An alternative way that holds great feasibility in improving the detection selectivity is to construct a sensor array by incorporating multiple sensor units in a chip or microfluidic system. By incorporating all the sensing signals from each of the sensors (e.g., signal rise or decay, response or recovery rate, relative response magnitude under the same condition, etc.), an array will enable differential sensing that can be used to achieve high degree of discrimination between even chemical analogues (for similar metal ions or same type of organic compounds) by using appropriate algorithm methods, like machine learning based decision tree. The array-based differential sensing is highly reminiscent of the tasting system of mammals, for which the large number of tasting buds on tongue function like a sensor array. PDIs are ideal candidates for development as chemosensor array taking advantage of the structure flexibility and ease in substitution modification at both the sides and bay area as described above in this review.
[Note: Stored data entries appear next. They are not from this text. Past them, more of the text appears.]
use std::collections::HashMap;
use std::time::Duration;

/// Tunables for the scheduler, mirroring the options table in the external
/// interface description. Defaults are chosen to match a typical wearable
/// companion-app workload; override via `Config::load` or by mutating the
/// struct directly before constructing a `Manager`.
#[derive(Debug, Clone)]
pub struct Config {
    pub auto_update_rate: Duration,
    pub n_for_average_running_read_time: usize,
    pub n_for_average_running_write_time: usize,
    pub default_tx_power: i8,
    pub reconnect_filter_short_term_timeout: Duration,
    pub reconnect_filter_long_term_timeout: Duration,
    pub manage_last_disconnect_on_disk: bool,
    pub save_name_changes_to_disk: bool,
    pub clear_gatt_on_ota_success: bool,
    pub post_callbacks_to_main_thread: bool,
    pub auto_scan_during_ota: bool,
    pub include_ota_read_write_times_in_average: bool,
    pub default_gatt_refresh_delay: Duration,
    pub notify_force_read_timeout: Duration,
}

impl Default for Config {
    fn default() -> Self {
        Config {
            auto_update_rate: Duration::from_millis(50),
            n_for_average_running_read_time: 10,
            n_for_average_running_write_time: 10,
            default_tx_power: -12,
            reconnect_filter_short_term_timeout: Duration::from_secs(5),
            reconnect_filter_long_term_timeout: Duration::from_secs(60 * 5),
            manage_last_disconnect_on_disk: false,
            save_name_changes_to_disk: false,
            clear_gatt_on_ota_success: true,
            post_callbacks_to_main_thread: true,
            auto_scan_during_ota: false,
            include_ota_read_write_times_in_average: false,
            default_gatt_refresh_delay: Duration::from_millis(600),
            notify_force_read_timeout: Duration::from_millis(500),
        }
    }
}

impl Config {
    /// Parses a small `key=value` ini-style file (no sections), the same
    /// shape `manager_service` loads its daemon configuration from via
    /// `configparser`. Unknown keys are logged and ignored; missing keys
    /// keep their default.
    pub fn load_from_str(contents: &str) -> Config {
        let mut config = Config::default();
        let map = parse_ini(contents);

        if let Some(v) = map.get("auto_update_rate_ms").and_then(|v| v.parse::<u64>().ok()) {
            config.auto_update_rate = Duration::from_millis(v);
        }
        if let Some(v) = map.get("n_for_average_running_read_time").and_then(|v| v.parse::<usize>().ok()) {
            config.n_for_average_running_read_time = v;
        }
        if let Some(v) = map.get("n_for_average_running_write_time").and_then(|v| v.parse::<usize>().ok()) {
            config.n_for_average_running_write_time = v;
        }
        if let Some(v) = map.get("default_tx_power").and_then(|v| v.parse::<i8>().ok()) {
            config.default_tx_power = v;
        }
        if let Some(v) = map.get("reconnect_filter_short_term_timeout_ms").and_then(|v| v.parse::<u64>().ok()) {
            config.reconnect_filter_short_term_timeout = Duration::from_millis(v);
        }
        if let Some(v) = map.get("reconnect_filter_long_term_timeout_ms").and_then(|v| v.parse::<u64>().ok()) {
            config.reconnect_filter_long_term_timeout = Duration::from_millis(v);
        }
        if let Some(v) = map.get("manage_last_disconnect_on_disk").and_then(|v| v.parse::<bool>().ok()) {
            config.manage_last_disconnect_on_disk = v;
        }
        if let Some(v) = map.get("save_name_changes_to_disk").and_then(|v| v.parse::<bool>().ok()) {
            config.save_name_changes_to_disk = v;
        }
        if let Some(v) = map.get("clear_gatt_on_ota_success").and_then(|v| v.parse::<bool>().ok()) {
            config.clear_gatt_on_ota_success = v;
        }
        if let Some(v) = map.get("post_callbacks_to_main_thread").and_then(|v| v.parse::<bool>().ok()) {
            config.post_callbacks_to_main_thread = v;
        }
        if let Some(v) = map.get("auto_scan_during_ota").and_then(|v| v.parse::<bool>().ok()) {
            config.auto_scan_during_ota = v;
        }

        config
    }
}

fn parse_ini(contents: &str) -> HashMap<String, String> {
    let mut map = HashMap::new();
    for line in contents.lines() {
        let line = line.trim();
        if line.is_empty() || line.starts_with('#') || line.starts_with(';') || line.starts_with('[') {
            continue;
        }
        if let Some((key, value)) = line.split_once('=') {
            map.insert(key.trim().to_string(), value.trim().to_string());
        }
    }
    map
}

#[cfg(test)]
mod tests {
    use super::*;

    #[test]
    fn defaults_are_sane() {
        let c = Config::default();
        assert_eq!(c.auto_update_rate, Duration::from_millis(50));
        assert!(c.reconnect_filter_long_term_timeout > c.reconnect_filter_short_term_timeout);
    }

    #[test]
    fn load_from_str_overrides_selected_fields() {
        let c = Config::load_from_str("auto_update_rate_ms=10\nmanage_last_disconnect_on_disk=true\n# comment\n");
        assert_eq!(c.auto_update_rate, Duration::from_millis(10));
        assert!(c.manage_last_disconnect_on_disk);
        assert_eq!(c.default_tx_power, Config::default().default_tx_power);
    }
}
Wide range option of different binding and electronic structures of PDIs would allow enormous opportunity for enabling or enhancing the detection selectivity.
In addition to the great extensibility for development as diverse modes of chemosensors targeting broad range of environment analytes, PDI-based materials also possess other unique features, such as remarkably strong thermal/chemical/photochemical stability, environment benignity, good biocompatibility, and low cytotoxicity [3,37,62,63,64]. Indeed, due to these superior features (compared to most of other chemosensors), PDI-based fluorescence and colorimetric sensors, as well as the related molecular probes, have already been extensively employed in physiological and food detections [62], cell imaging and related biological probing [22,30,33,35,37,40], and biomedical imaging and photodynamic therapy [63,64]. Moreover, the great success of PDI-based sensors in liquid-phase detection can be extended onto development of solid-phase sensors, e.g., thin films, which will further mitigate the risk of toxicity impact to the environment. Solid phase sensors will not only prevent dissolution of PDIs into water system, but more importantly will enhance the technical feasibility of recycling the materials and thus the sustainability in practical use.

Author Contributions

S.C. supervised and wrote the manuscript. Z.X. and N.G. drew all the figures and formatted part of the paper. X.Y. and L.Z. reviewed and revised the manuscript. All authors have read and agreed to the published version of the manuscript.

Funding

This work was funded by the Natural Science Foundation of Jiangxi Province (grant number 20192BAB216012), the Academic and Technical Leader Plan of Jiangxi Provincial Main Disciplines (grant number 20182BCB22014), and the Scholarship from China Scholarship Council (grant number 201808360327).

Conflicts of Interest

The authors declare no conflict of interest.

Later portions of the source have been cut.